Shane and his father went fishing one hot afternoon in August. Figuring the bass would be in cooler water, Shane’s father pointed the johnboat toward an old, partially submerged fence line shaded by willow trees on the familiar farm pond’s bank.
In unison both father and son casted at a fence post and let their Texas-rigged worms sink to the bottom. Almost simultaneously they felt taps on their lines. Shane reared back to set the hook, but his effort was met with the unwavering firmness of the rusty fence. He instantly and hopelessly knew he was hung. Meanwhile his father hooked a small one and quickly brought it to the boat. Just after he released the fish and began retying his line, he swiveled toward Shane.
“There for a second I thought we had ourselves a double. What happened, son?” he playfully teased. “Didn’t you learn anything when I expertly landed that brute?”
“I must’ve missed it, Dad. Or maybe it was so small I just couldn’t see it!” Shane replied. “Now can we go fetch my line?”
Shane’s old man eventually obliged and eased the little boat close to the fence. After many jiggles and a few mighty pulls, Shane finally popped the hook free. His plastic worm, however, was gone.
“I knew it!” said Shane. “No doubt a 10-pounder wrapped me around the fence—as the big ones often do. Anyone can catch small fish, Dad. If you’re not gettin’ hung, you’re not fishin’ for the big ones like I do.”
Shane’s father grinned at his son’s well-rehearsed trash talk and pointed the Minn Kota toward another spot.

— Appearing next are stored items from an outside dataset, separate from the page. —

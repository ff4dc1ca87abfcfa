//! Regional rule sets.
//!
//! Bao is played with small regional differences. A [`Rules`] value
//! captures the ones the engine cares about; it is built once per game and
//! shared read-only by every node of the tree.

use std::fmt;
use std::str::FromStr;

use crate::constants::{DEFAULT_MAX_STEPS, NHOLES};

/// Configuration of one regional variant.
#[derive(Debug, Clone, PartialEq, Eq)]
pub struct Rules {
    /// Seeds in each hole (store included) of both sides at the start.
    pub layout: [u32; NHOLES],
    /// Whether both houses start out intact.
    pub has_house: bool,
    /// Whether the single-capture trap is enforced in the second stage.
    pub has_trap: bool,
    /// Largest pile that may start a capture in the second stage.
    pub max_capture_seeds: u32,
    /// Seeds the house must hold for the first-stage special house move.
    pub min_house_special: u32,
    /// Executor steps after which a move is considered perpetual.
    pub max_steps: usize,
}

/// The named presets shipped with the engine.
#[derive(Debug, Clone, Copy, PartialEq, Eq)]
pub enum Variant {
    /// Full bao la kiswahili: house active, 20 seeds in store.
    Kiswahili,
    /// One seed per front hole, no house, 22 seeds in store.
    Namua,
    /// Learner's bao: two seeds everywhere, empty store (second stage only).
    Kujifunza,
}

impl Variant {
    pub const ALL: [Variant; 3] = [Variant::Kiswahili, Variant::Namua, Variant::Kujifunza];

    pub fn name(self) -> &'static str {
        match self {
            Variant::Kiswahili => "kiswahili",
            Variant::Namua => "namua",
            Variant::Kujifunza => "kujifunza",
        }
    }

    /// Build the rule set for this preset.
    pub fn rules(self) -> Rules {
        match self {
            Variant::Kiswahili => Rules {
                layout: [0, 0, 0, 0, 8, 2, 2, 0, 0, 0, 0, 0, 0, 0, 0, 0, 20],
                has_house: true,
                has_trap: true,
                max_capture_seeds: 16,
                min_house_special: 8,
                max_steps: DEFAULT_MAX_STEPS,
            },
            Variant::Namua => Rules {
                layout: [1, 1, 1, 1, 1, 1, 1, 1, 0, 0, 0, 0, 0, 0, 0, 0, 22],
                has_house: false,
                has_trap: true,
                max_capture_seeds: 16,
                min_house_special: 0,
                max_steps: DEFAULT_MAX_STEPS,
            },
            Variant::Kujifunza => Rules {
                layout: [2, 2, 2, 2, 2, 2, 2, 2, 2, 2, 2, 2, 2, 2, 2, 2, 0],
                has_house: false,
                has_trap: true,
                max_capture_seeds: 16,
                min_house_special: 0,
                max_steps: DEFAULT_MAX_STEPS,
            },
        }
    }
}

impl fmt::Display for Variant {
    fn fmt(&self, f: &mut fmt::Formatter<'_>) -> fmt::Result {
        f.write_str(self.name())
    }
}

impl FromStr for Variant {
    type Err = String;

    fn from_str(s: &str) -> Result<Self, Self::Err> {
        Variant::ALL
            .into_iter()
            .find(|v| v.name().eq_ignore_ascii_case(s))
            .ok_or_else(|| {
                let names: Vec<&str> = Variant::ALL.iter().map(|v| v.name()).collect();
                format!("unknown variant '{s}', expected one of: {}", names.join(", "))
            })
    }
}

impl Default for Rules {
    fn default() -> Self {
        Variant::Kiswahili.rules()
    }
}

#[cfg(test)]
mod tests {
    use super::*;
    use crate::constants::{HOUSE, STORE};

    #[test]
    fn test_presets_hold_32_seeds_per_side() {
        for variant in [Variant::Kiswahili, Variant::Kujifunza] {
            let total: u32 = variant.rules().layout.iter().sum();
            assert_eq!(total, 32, "{variant} should start with 32 seeds per side");
        }
    }

    #[test]
    fn test_kiswahili_house() {
        let rules = Variant::Kiswahili.rules();
        assert!(rules.has_house);
        assert_eq!(rules.layout[HOUSE], 8);
        assert_eq!(rules.layout[STORE], 20);
    }

    #[test]
    fn test_variant_from_str() {
        assert_eq!("namua".parse::<Variant>(), Ok(Variant::Namua));
        assert_eq!("KUJIFUNZA".parse::<Variant>(), Ok(Variant::Kujifunza));
        assert!("mancala".parse::<Variant>().is_err());
    }
}
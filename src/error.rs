//! Errors reported by the engine.

use crate::constants::Hole;
use crate::state::Side;

/// Failure of a tree, cursor or executor operation.
#[derive(Debug, Clone, PartialEq, Eq)]
pub enum BaoError {
    /// Cursor shift to a child index that does not exist
    InvalidBranch { index: usize, len: usize },
    /// Cursor unshift from the root
    NoParent,
    /// Move started from a hole outside the sowing ring
    InvalidHole(Hole),
    /// Executor reached a state its rules do not cover
    UndefinedExecution { side: Side, hole: Hole },
}

impl std::fmt::Display for BaoError {
    fn fmt(&self, f: &mut std::fmt::Formatter<'_>) -> std::fmt::Result {
        match self {
            BaoError::InvalidBranch { index, len } => {
                write!(f, "invalid branch {index}: node has {len} children")
            }
            BaoError::NoParent => write!(f, "node has no parent"),
            BaoError::InvalidHole(hole) => write!(f, "hole {hole} cannot start a move"),
            BaoError::UndefinedExecution { side, hole } => {
                write!(f, "undefined execution condition at {side} hole {hole}")
            }
        }
    }
}

impl std::error::Error for BaoError {}
//! HTTP transport types and the transport seam.
//!
//! # Design
//! Requests and responses are plain data. The core builds `HttpRequest`
//! values and parses `HttpResponse` values without touching the network; an
//! `HttpTransport` carries one request to the service and hands back the
//! response. Callers who want to run the exchange themselves can skip the
//! trait entirely and use `TextApiClient::build_request` /
//! `TextApiClient::parse_response` directly.
//!
//! All fields use owned types so a request can be moved to another thread or
//! queued without lifetime concerns.

use crate::error::TextApiError;

/// HTTP method for a request. The service only accepts POST.
#[derive(Debug, Clone, Copy, PartialEq, Eq)]
pub enum HttpMethod {
    Post,
}

impl HttpMethod {
    pub fn as_str(&self) -> &'static str {
        match self {
            HttpMethod::Post => "POST",
        }
    }
}

/// An HTTP request described as plain data.
///
/// `uri` is absolute (scheme, host and path). `body` is already
/// form-encoded.
#[derive(Debug, Clone, PartialEq, Eq)]
pub struct HttpRequest {
    pub method: HttpMethod,
    pub uri: String,
    pub headers: Vec<(String, String)>,
    pub body: String,
}

impl HttpRequest {
    /// First header value whose name matches `name`, ignoring ASCII case.
    pub fn header(&self, name: &str) -> Option<&str> {
        self.headers
            .iter()
            .find(|(k, _)| k.eq_ignore_ascii_case(name))
            .map(|(_, v)| v.as_str())
    }
}

/// An HTTP response described as plain data.
#[derive(Debug, Clone)]
pub struct HttpResponse {
    pub status: u16,
    pub headers: Vec<(String, String)>,
    pub body: String,
}

/// Executes one request and returns the service's response.
///
/// Implementations must return non-2xx responses as `Ok`; status
/// interpretation belongs to the client. `Err` is for exchanges that produced
/// no response at all.
pub trait HttpTransport {
    fn execute(&self, request: &HttpRequest) -> Result<HttpResponse, TextApiError>;
}

impl<F> HttpTransport for F
where
    F: Fn(&HttpRequest) -> Result<HttpResponse, TextApiError>,
{
    fn execute(&self, request: &HttpRequest) -> Result<HttpResponse, TextApiError> {
        self(request)
    }
}

/// Blocking transport backed by a `ureq` agent.
#[cfg(feature = "ureq")]
#[derive(Clone)]
pub struct UreqTransport {
    agent: ureq::Agent,
}

#[cfg(feature = "ureq")]
impl UreqTransport {
    pub fn new() -> Self {
        // Status codes are data here, not errors.
        let agent = ureq::Agent::config_builder()
            .http_status_as_error(false)
            .build()
            .new_agent();
        Self { agent }
    }
}

#[cfg(feature = "ureq")]
impl Default for UreqTransport {
    fn default() -> Self {
        Self::new()
    }
}

#[cfg(feature = "ureq")]
impl HttpTransport for UreqTransport {
    fn execute(&self, request: &HttpRequest) -> Result<HttpResponse, TextApiError> {
        let transport_error = |e: ureq::Error| TextApiError::Transport {
            uri: request.uri.clone(),
            message: e.to_string(),
        };

        let mut builder = match request.method {
            HttpMethod::Post => self.agent.post(&request.uri),
        };
        for (name, value) in &request.headers {
            builder = builder.header(name.as_str(), value.as_str());
        }
        let mut response = builder
            .send(request.body.as_bytes())
            .map_err(transport_error)?;

        let status = response.status().as_u16();
        let headers = response
            .headers()
            .iter()
            .map(|(k, v)| {
                (
                    k.as_str().to_string(),
                    String::from_utf8_lossy(v.as_bytes()).into_owned(),
                )
            })
            .collect();
        // Bodies need not be UTF-8 (e.g. Latin-1 error pages); status
        // interpretation must still see them.
        let bytes = response
            .body_mut()
            .read_to_vec()
            .map_err(transport_error)?;
        let body = String::from_utf8_lossy(&bytes).into_owned();

        tracing::debug!(uri = %request.uri, status, body_len = body.len(), "received response");

        Ok(HttpResponse {
            status,
            headers,
            body,
        })
    }
}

“Well,” piped the father, “anyone can get lucky and hook a biggin’. It’s the landing part that separates the men from the boys. By the way, son, you better check your line. I’ll bet it’s frayed like dental floss from all that fence ropin’ you’ve been do—”
But before he could finish, Shane had already casted and hooked a fish. Moments later the young fisherman reeled in a little bass that couldn’t have weighed more than a pound.
“That’n’ will probably go at least three!” declared Shane.
“I’d say more like six!” his father crowed back.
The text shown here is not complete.